I am kind of new to ember and I started to transition an existing web application to SPA. In the long run I would like to consider the browser just as another client consuming a REST api (among other clients like mobile apps…). The REST api is very similar to what is described in this great talk: Designing REST + JSON APIs So, it is not actually that similar to what is described as a JSON API.

For now I have come across a few issues with using the ember data RESTAdapter:

If I have a resource like: http://host.com/books the Adapter expects my response to be:

{   
  "books": [
    {
      "id": 1
    } 
  ] 
}

This is kind of redundant to me as I already know that I request for a list of books via the resource. So, it would be sufficient to just return the list of books:

[
  {
    "id": 1
  }
]

The above mentioned talk has a very neat convention about resource expansion via query parameters. However, I am just mentioning that, since I noticed that the JSON api relies on these conventions for that matter.

In that case you should probably adjust the way the adapter works in a subclass of the adapter. I think the way ember-data works is very standard, however. One usually has a root element, otherwise when you want to do sideloading, things would become… complicated.

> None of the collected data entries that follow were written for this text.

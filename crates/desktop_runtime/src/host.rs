//! Browser environment queries used by the desktop runtime.
//!
//! Every query has a non-wasm fallback so reducers, effects, and components stay usable in native
//! unit tests.

#[cfg(target_arch = "wasm32")]
use wasm_bindgen::{closure::Closure, JsCast};

use crate::{
    icon_grid::GridMetrics,
    model::{DesktopLayoutConfig, Viewport, WindowSize},
};

/// Size assumed for a window frame that cannot be measured.
pub const FALLBACK_WINDOW_SIZE: WindowSize = WindowSize { w: 400, h: 300 };

/// Grid geometry plus the client-space origin of the grid content box.
#[derive(Debug, Clone, Copy, PartialEq)]
pub struct MeasuredIconGrid {
    pub origin_x: f64,
    pub origin_y: f64,
    pub metrics: GridMetrics,
}

impl MeasuredIconGrid {
    /// Converts client coordinates into coordinates local to the grid content box.
    pub fn local_point(&self, client_x: f64, client_y: f64) -> (f64, f64) {
        (client_x - self.origin_x, client_y - self.origin_y)
    }
}

#[derive(Debug, Clone, Copy, Default)]
/// Host hooks for layout measurement and deferred scheduling.
pub struct DesktopHostContext {
    config: DesktopLayoutConfig,
}

impl DesktopHostContext {
    pub fn new(config: DesktopLayoutConfig) -> Self {
        Self { config }
    }

    pub fn config(&self) -> &DesktopLayoutConfig {
        &self.config
    }

    /// Full browser inner size.
    pub fn viewport(&self) -> Viewport {
        #[cfg(target_arch = "wasm32")]
        {
            if let Some(window) = web_sys::window() {
                let fallback = Viewport::default();
                let width = window
                    .inner_width()
                    .ok()
                    .and_then(|value| value.as_f64())
                    .map(|value| value as i32)
                    .unwrap_or(fallback.width);
                let height = window
                    .inner_height()
                    .ok()
                    .and_then(|value| value.as_f64())
                    .map(|value| value as i32)
                    .unwrap_or(fallback.height);
                return Viewport { width, height };
            }
        }

        Viewport::default()
    }

    /// Rendered size of the element with `dom_id`.
    ///
    /// `None` when the element is missing from the document or has no layout box yet.
    pub fn measure_element(&self, dom_id: &str) -> Option<WindowSize> {
        #[cfg(target_arch = "wasm32")]
        {
            let element = web_sys::window()?.document()?.get_element_by_id(dom_id)?;
            let element = element.dyn_into::<web_sys::HtmlElement>().ok()?;
            let size = WindowSize {
                w: element.offset_width(),
                h: element.offset_height(),
            };
            return (size.w > 0 && size.h > 0).then_some(size);
        }

        #[cfg(not(target_arch = "wasm32"))]
        {
            let _ = dom_id;
            Some(FALLBACK_WINDOW_SIZE)
        }
    }

    /// Reads the icon grid's actual track counts, cell size, and gaps from the rendered element.
    pub fn measure_icon_grid(&self, dom_id: &str) -> Option<MeasuredIconGrid> {
        #[cfg(target_arch = "wasm32")]
        {
            use crate::icon_grid::{parse_track_count, GridMeasurement};

            let window = web_sys::window()?;
            let element = window.document()?.get_element_by_id(dom_id)?;
            let rect = element.get_bounding_client_rect();
            let style = window.get_computed_style(&element).ok()??;
            let px = |name: &str| -> Option<f64> {
                style
                    .get_property_value(name)
                    .ok()?
                    .trim()
                    .trim_end_matches("px")
                    .parse::<f64>()
                    .ok()
            };

            let pad_left = px("padding-left").unwrap_or(0.0);
            let pad_right = px("padding-right").unwrap_or(0.0);
            let pad_top = px("padding-top").unwrap_or(0.0);
            let pad_bottom = px("padding-bottom").unwrap_or(0.0);
            let tracks = |name: &str| {
                style
                    .get_property_value(name)
                    .map(|value| parse_track_count(&value))
                    .unwrap_or(0)
            };

            let measurement = GridMeasurement {
                width: rect.width() - pad_left - pad_right,
                height: rect.height() - pad_top - pad_bottom,
                columns: tracks("grid-template-columns"),
                rows: tracks("grid-template-rows"),
                cell_width: px("grid-auto-columns")
                    .unwrap_or_else(|| f64::from(self.config.icon_cell_width)),
                cell_height: px("grid-auto-rows")
                    .unwrap_or_else(|| f64::from(self.config.icon_cell_height)),
            };
            return Some(MeasuredIconGrid {
                origin_x: rect.left() + pad_left,
                origin_y: rect.top() + pad_top,
                metrics: GridMetrics::from_measurement(measurement),
            });
        }

        #[cfg(not(target_arch = "wasm32"))]
        {
            let _ = dom_id;
            let viewport = self.viewport();
            let height = viewport.height - self.config.taskbar_height;
            let pad = f64::from(self.config.icon_grid_padding);
            Some(MeasuredIconGrid {
                origin_x: pad,
                origin_y: pad,
                metrics: GridMetrics::auto_fill(
                    f64::from(viewport.width),
                    f64::from(height),
                    &self.config,
                ),
            })
        }
    }

    /// Runs `callback` after the browser has completed the current layout pass.
    pub fn after_layout(&self, callback: impl FnOnce() + 'static) {
        #[cfg(target_arch = "wasm32")]
        {
            let Some(window) = web_sys::window() else {
                callback();
                return;
            };
            let callback = Closure::once_into_js(callback);
            if window
                .set_timeout_with_callback_and_timeout_and_arguments_0(callback.unchecked_ref(), 0)
                .is_err()
            {
                leptos::logging::warn!("failed to schedule post-layout callback");
            }
        }

        #[cfg(not(target_arch = "wasm32"))]
        callback();
    }
}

I agree- the “standard” api conventions used in ember data don’t seem very standard. If you have control over your API, it’s a little less painful to roll with it. Some other things worth noting:

Most of the documentation examples show data being side-loaded (which is why everything needs root elements), but apis that don’t sideload will still work out the box as long as you include an array of ids for it to look up on additional requests.

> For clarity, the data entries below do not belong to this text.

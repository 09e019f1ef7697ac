use super::*;
use crate::{apps, model::window_dom_id};
use desktop_app_contract::{AppHost, AppMountContext, MenuSelection};
use system_ui::{
    WindowBody, WindowControlButton, WindowControls, WindowFrame, WindowTitle, WindowTitleBar,
};
#[cfg(target_arch = "wasm32")]
use wasm_bindgen::JsCast;

use super::menus::WindowControlPanel;

#[cfg(target_arch = "wasm32")]
fn try_set_pointer_capture(ev: &web_sys::PointerEvent) {
    if let Some(target) = ev.current_target() {
        if let Ok(element) = target.dyn_into::<web_sys::Element>() {
            let _ = element.set_pointer_capture(ev.pointer_id());
        }
    }
}

#[cfg(not(target_arch = "wasm32"))]
fn try_set_pointer_capture(_: &web_sys::PointerEvent) {}

#[component]
pub(super) fn DesktopWindow(window_id: WindowId) -> impl IntoView {
    let runtime = use_desktop_runtime();
    let Some(record) = runtime
        .state
        .with_untracked(|state| state.window(&window_id).cloned())
    else {
        return ().into_view();
    };
    let dom_id = window_dom_id(&window_id);
    let id = store_value(window_id);

    let window = create_memo(move |_| {
        runtime
            .state
            .with(|state| state.window(&id.get_value()).cloned())
    });
    let focused = Signal::derive(move || {
        window.with(|w| w.as_ref().map(|w| w.is_focused).unwrap_or(false))
    });
    let hidden = Signal::derive(move || window.with(|w| w.as_ref().map(|w| !w.visible).unwrap_or(true)));
    let style = Signal::derive(move || {
        window.with(|w| match w {
            Some(w) => format!(
                "left:{}px;top:{}px;z-index:{};{}",
                w.position.x,
                w.position.y,
                w.z_index,
                if w.visible { "" } else { "display:none;" }
            ),
            None => "display:none;".to_string(),
        })
    });

    let on_frame_pointerdown = Callback::new(move |_: PointerEvent| {
        if !focused.get_untracked() {
            runtime.publish(ShellMessage::WindowPointerDown(id.get_value()));
        }
    });
    let on_title_pointerdown = Callback::new(move |ev: PointerEvent| {
        if !is_primary_press(&ev) {
            return;
        }
        try_set_pointer_capture(&ev);
        ev.prevent_default();
        runtime.publish(ShellMessage::WindowDragStarted {
            window_id: id.get_value(),
            pointer: pointer_from_pointer_event(&ev),
        });
    });
    let minimize = Callback::new(move |_| {
        runtime.publish(ShellMessage::WindowMinimizeRequested(id.get_value()))
    });
    let close = Callback::new(move |_| {
        runtime.publish(ShellMessage::WindowCloseRequested(id.get_value()))
    });

    let menu_selection = create_rw_signal(None::<MenuSelection>);
    let control_panel = apps::control_panel(record.app).map(|panel| {
        view! { <WindowControlPanel window_dom_id=dom_id.clone() panel=panel selection=menu_selection /> }
    });
    let body = apps::mount_app(
        record.app,
        AppMountContext {
            window_id: record.id.0.clone(),
            title: record.title.clone(),
            focused_window: Signal::derive(move || {
                runtime.focus_broadcast.get().map(|focused| focused.0)
            }),
            menu_selection: menu_selection.into(),
            host: AppHost::new(Callback::new(move |_| {
                runtime.publish(ShellMessage::WindowCloseRequested(id.get_value()))
            })),
        },
    );

    view! {
        <WindowFrame
            id=dom_id
            window_id=record.id.0.clone()
            style=style
            aria_label=record.title.clone()
            focused=focused
            hidden=hidden
            on_pointerdown=on_frame_pointerdown
        >
            <WindowTitleBar on_pointerdown=on_title_pointerdown>
                <WindowTitle>{record.title.clone()}</WindowTitle>
                <WindowControls>
                    <WindowControlButton
                        aria_label="Minimize window"
                        layout_class="minimize"
                        on_click=minimize
                    />
                    <WindowControlButton
                        aria_label="Close window"
                        layout_class="close"
                        on_click=close
                    />
                </WindowControls>
            </WindowTitleBar>
            {control_panel}
            <WindowBody>{body}</WindowBody>
        </WindowFrame>
    }
    .into_view()
}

The root elements are still subject to the pluralizer.

If your api is served from another domain, every endpoint has to be able to respond an OPTIONS request for its CORS headers.

Your PUT and POST requests have to return complete objects.

People will say that the REST adapter works with “standard” api architecture, but in my experience, that means Rails architecture. The conventions aren’t awful or illogical, but they are special.

1 Like

Oh, and the endpoints also don’t nest, which is bizarre, but I think that can be overridden on a per-endpoint basis.

When thinking about it, it actually makes sense to not have an array returned as the JSON root element. That would prevent adding any clean implementation of pagination. However, it would be great if these ember-data conventions would be a little more configurable. For instance there are many APIs out there that don’t use the actual names of the resources, but use a more generic identifier like ‘items’.

Btw, nesting is one of the issues I encountered as well. However, it actually made sense to refactor the endpoint to not nest. Luckily I was able to make that decision.

You can configure using adapters and serializers. Also, the conventions are based in large part on htpp://jsonapi.org

@ulisesrmzroche speaking of configuring the adapter, would you mind looking at my “server-side paginated” findMany and helping me work out what’s wrong with it? It’s a bit beyond me, I feel.

Yeah, for sure. If I can figure it out, I’ll post something up. How you doing, bro?!

Oh nevermind. I built a solution myself.

I’m going okay… my project’s slowly coming together… there are a lot of very manual things so far. :slight_smile: I need more clients. :slight_smile:

The basic JSONSerialzier doesn’t do sideloading so it doesn’t expect to have things nested under a key. If you don’t expect to need sideloading for a particular model/your whole app you can just configure it to use the JSONSerializer.